Kavanagh’s book, the larger of the two, is more detailed and employs an agreeable balance of dance history, cultural history, and, well, gossip. And she does especially well with Nureyev’s early years, painting a picture of life in a Tatar peasant family in the industrial Russian town of Ufa. He was on the move from the first: Born on a train in 1938, he would as a child sit for hours watching the trains come and go. “The sound of their wheels — the first lessons in rhythm, instilled in him from birth — gave him a subliminal thrill he later learned to exploit,” writes Kavanagh.

Never known as a consummate technician, Nureyev’s fame came from the passion he brought to his dancing, flinging himself into the air as if never planning to come down again. A small man with short legs, he saw few male role models in his early ballet training, and so modeled his technique on the ballerinas, borrowing their expressive arms and high releves (dancing up on the ball of the foot, to make his legs look longer). He would never have the elegant precision of his younger rival, Mikhail Baryshnikov (they attended the same Leningrad ballet academy, a decade apart). But he understood theater, on and off the stage.

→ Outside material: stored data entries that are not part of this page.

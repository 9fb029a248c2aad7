//! Drawer configuration
//!
//! Everything the drawer reads at mount: viewport height, snap fractions,
//! spring constants, and the constants of the derived-style ramps.

use serde::{Deserialize, Serialize};
use thiserror::Error;

/// Configuration error types
#[derive(Debug, Error)]
pub enum ConfigError {
    /// Viewport height is not a positive finite number
    #[error("Invalid viewport height: {0}")]
    InvalidViewport(f32),

    /// Snap fractions are not strictly increasing inside [0, 1]
    #[error("Snap fractions must satisfy 0 <= top < middle < bottom <= 1 (got {top}, {middle}, {bottom})")]
    SnapOrder {
        /// Top fraction
        top: f32,
        /// Middle fraction
        middle: f32,
        /// Bottom fraction
        bottom: f32,
    },

    /// Header does not fit inside the viewport
    #[error("Header height {header} exceeds viewport height {viewport}")]
    HeaderTooTall {
        /// Header height
        header: f32,
        /// Viewport height
        viewport: f32,
    },

    /// A length or threshold is negative or not finite
    #[error("Invalid value for {field}: {value}")]
    InvalidValue {
        /// Offending field
        field: &'static str,
        /// Offending value
        value: f32,
    },

    /// Spring constants cannot produce motion
    #[error("Invalid spring: {0}")]
    InvalidSpring(String),

    /// JSON parse error
    #[error("Parse error: {0}")]
    Parse(#[from] serde_json::Error),
}

/// Result type for configuration
pub type Result<T> = std::result::Result<T, ConfigError>;

/// Rest positions as fractions of the viewport height
#[derive(Debug, Clone, Copy, PartialEq, Serialize, Deserialize)]
#[serde(rename_all = "camelCase", default)]
pub struct SnapFractions {
    /// Fully expanded
    pub top: f32,
    /// Resting position on mount
    pub middle: f32,
    /// Collapsed
    pub bottom: f32,
}

impl Default for SnapFractions {
    fn default() -> Self {
        Self { top: 0.0, middle: 0.34, bottom: 0.73 }
    }
}

/// Spring parameters for snap animations
#[derive(Debug, Clone, Copy, PartialEq, Serialize, Deserialize)]
#[serde(rename_all = "camelCase", default)]
pub struct SpringConfig {
    /// Damping coefficient
    pub damping: f32,
    /// Spring stiffness
    pub stiffness: f32,
    /// Mass of the animated body
    pub mass: f32,
    /// Release velocity is clamped to +/- this value (px/s)
    pub max_initial_velocity: f32,
    /// Speed below which the spring may settle (px/s)
    pub rest_speed: f32,
    /// Distance below which the spring may settle (px)
    pub rest_displacement: f32,
    /// Never travel past the target
    pub overshoot_clamping: bool,
}

impl Default for SpringConfig {
    fn default() -> Self {
        Self {
            damping: 55.0,
            stiffness: 320.0,
            mass: 0.7,
            max_initial_velocity: 1000.0,
            rest_speed: 2.0,
            rest_displacement: 0.01,
            overshoot_clamping: false,
        }
    }
}

/// Drawer heights at each snap point as fractions of the viewport.
///
/// The top height is always the viewport minus the header, so only the
/// middle and bottom heights are configurable.
#[derive(Debug, Clone, Copy, PartialEq, Serialize, Deserialize)]
#[serde(rename_all = "camelCase", default)]
pub struct HeightFractions {
    /// Height while resting at `Middle`
    pub middle: f32,
    /// Height while resting at `Bottom`
    pub bottom: f32,
}

impl Default for HeightFractions {
    fn default() -> Self {
        Self { middle: 0.75, bottom: 0.35 }
    }
}

/// Scroll-to-drag hand-back thresholds
#[derive(Debug, Clone, Copy, PartialEq, Serialize, Deserialize)]
#[serde(rename_all = "camelCase", default)]
pub struct HandBackConfig {
    /// Minimum downward velocity on scroll drag end (px/s)
    pub drag_velocity: f32,
    /// Momentum must end with scroll position in (-window, 0]
    pub momentum_window: f32,
}

impl Default for HandBackConfig {
    fn default() -> Self {
        Self { drag_velocity: 10.0, momentum_window: 5.0 }
    }
}

/// Complete drawer configuration
#[derive(Debug, Clone, PartialEq, Serialize, Deserialize)]
#[serde(rename_all = "camelCase", default)]
pub struct DrawerConfig {
    /// Viewport height in pixels, read once at mount
    pub viewport_height: f32,
    /// Height of the fixed header above the drawer
    pub header_height: f32,
    /// Snap point fractions
    pub snap: SnapFractions,
    /// How far past `Bottom` a drag may pull
    pub overshoot_margin: f32,
    /// Release speed that counts as a flick (px/s)
    pub fling_velocity: f32,
    /// Snap animation spring
    pub spring: SpringConfig,
    /// Drawer heights at the snap points
    pub heights: HeightFractions,
    /// Header opacity reaches 1 at this fraction of the `Middle` offset
    pub header_fade_fraction: f32,
    /// Grip handle fades in over this distance before `Bottom`
    pub handle_fade_distance: f32,
    /// Score scale at `Bottom`
    pub score_max_scale: f32,
    /// Score translate at `Bottom`
    pub score_max_translate: f32,
    /// Hand-back thresholds
    pub hand_back: HandBackConfig,
}

impl Default for DrawerConfig {
    fn default() -> Self {
        Self {
            viewport_height: 812.0,
            header_height: 0.0,
            snap: SnapFractions::default(),
            overshoot_margin: 50.0,
            fling_velocity: 1000.0,
            spring: SpringConfig::default(),
            heights: HeightFractions::default(),
            header_fade_fraction: 0.5,
            handle_fade_distance: 50.0,
            score_max_scale: 1.18,
            score_max_translate: 20.0,
            hand_back: HandBackConfig::default(),
        }
    }
}

impl DrawerConfig {
    /// Default configuration for a viewport height
    pub fn for_viewport(viewport_height: f32) -> Self {
        Self { viewport_height, ..Default::default() }
    }

    /// Parse a configuration from JSON, filling missing fields with defaults
    pub fn from_json(json: &str) -> Result<Self> {
        let config: Self = serde_json::from_str(json)?;
        config.validate()?;
        Ok(config)
    }

    /// Set the header height
    pub fn with_header_height(mut self, height: f32) -> Self {
        self.header_height = height;
        self
    }

    /// Set the snap fractions
    pub fn with_snap(mut self, top: f32, middle: f32, bottom: f32) -> Self {
        self.snap = SnapFractions { top, middle, bottom };
        self
    }

    /// Set the overshoot margin
    pub fn with_overshoot_margin(mut self, margin: f32) -> Self {
        self.overshoot_margin = margin;
        self
    }

    /// Set the spring
    pub fn with_spring(mut self, spring: SpringConfig) -> Self {
        self.spring = spring;
        self
    }

    /// Set the hand-back thresholds
    pub fn with_hand_back(mut self, hand_back: HandBackConfig) -> Self {
        self.hand_back = hand_back;
        self
    }

    /// Check every invariant the drawer relies on
    pub fn validate(&self) -> Result<()> {
        if !self.viewport_height.is_finite() || self.viewport_height <= 0.0 {
            return Err(ConfigError::InvalidViewport(self.viewport_height));
        }

        let SnapFractions { top, middle, bottom } = self.snap;
        let in_unit = |f: f32| f.is_finite() && (0.0..=1.0).contains(&f);
        if !(in_unit(top) && in_unit(middle) && in_unit(bottom) && top < middle && middle < bottom) {
            return Err(ConfigError::SnapOrder { top, middle, bottom });
        }

        if self.header_height > self.viewport_height {
            return Err(ConfigError::HeaderTooTall {
                header: self.header_height,
                viewport: self.viewport_height,
            });
        }

        let lengths = [
            ("headerHeight", self.header_height),
            ("overshootMargin", self.overshoot_margin),
            ("flingVelocity", self.fling_velocity),
            ("headerFadeFraction", self.header_fade_fraction),
            ("handleFadeDistance", self.handle_fade_distance),
            ("heights.middle", self.heights.middle),
            ("heights.bottom", self.heights.bottom),
            ("scoreMaxScale", self.score_max_scale),
            ("scoreMaxTranslate", self.score_max_translate),
            ("handBack.dragVelocity", self.hand_back.drag_velocity),
            ("handBack.momentumWindow", self.hand_back.momentum_window),
            ("spring.maxInitialVelocity", self.spring.max_initial_velocity),
            ("spring.restSpeed", self.spring.rest_speed),
            ("spring.restDisplacement", self.spring.rest_displacement),
        ];
        for (field, value) in lengths {
            if !value.is_finite() || value < 0.0 {
                return Err(ConfigError::InvalidValue { field, value });
            }
        }

        let spring = &self.spring;
        if !(spring.stiffness.is_finite() && spring.stiffness > 0.0) {
            return Err(ConfigError::InvalidSpring(format!(
                "stiffness must be positive, got {}",
                spring.stiffness
            )));
        }
        if !(spring.mass.is_finite() && spring.mass > 0.0) {
            return Err(ConfigError::InvalidSpring(format!(
                "mass must be positive, got {}",
                spring.mass
            )));
        }
        if !spring.damping.is_finite() || spring.damping < 0.0 {
            return Err(ConfigError::InvalidSpring(format!(
                "damping must be non-negative, got {}",
                spring.damping
            )));
        }

        Ok(())
    }
}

After his dramatic defection in 1961 — he was, notes Kavanagh, the first Russian dance artist to defect — he quickly entered an iconic partnership with British ballerina Margot Fonteyn. At 43, she was nearing the end of her career. But the two of them together created lightning in a bottle, forgotten by no one who ever saw them. (Watch footage of their Romeo and Juliet, and you won’t forget it either.) “No one could quite believe what they had just seen, the icon of English ballet paired with a boy half her age, not the usual courtly danseur noble but an independent force who, with his huge personality and loping runs, seemed thrillingly alien and yet in perfect accord with Fonteyn” writes Kavanagh.

The two became a sensation, with fans standing in line for days. “Rudolf’s sixties superstardom was a phenomenon that no longer exists in ballet,” notes Kavanagh of the crowds, the half-hour curtain calls, the pop-culture obsession with his style and love life. (Nureyev had many lovers, but the one closest to his heart was the Danish-born dancer Erik Bruhn.) Such furor would be impossible to sustain, and indeed it was. Though Nureyev continued to perform in the `70s and `80s, his career ended not with a dignified retirement but a slow fading away. I saw him dance in the mid-`80s, in a touring performance, and there was something gallant but terribly sad in his weary-looking face, and in the jumps that no longer soared.

Though Nureyev the man remains elusive, Kavanagh’s book is a treasure trove for those intrigued by Nureyev the dancer, filled with thoughtful reflections on his technique, details of his roles, and of his encounters with ballet greats. She notes Nureyev’s fascination with Balanchine, and movingly describes his affinity with the role of Apollo. “The image of Balanchine’s young god, a suspicious, awkward pupil imprisoned in winding sheets, is the Soviet Rudolf, who becomes free only when he starts to dance.”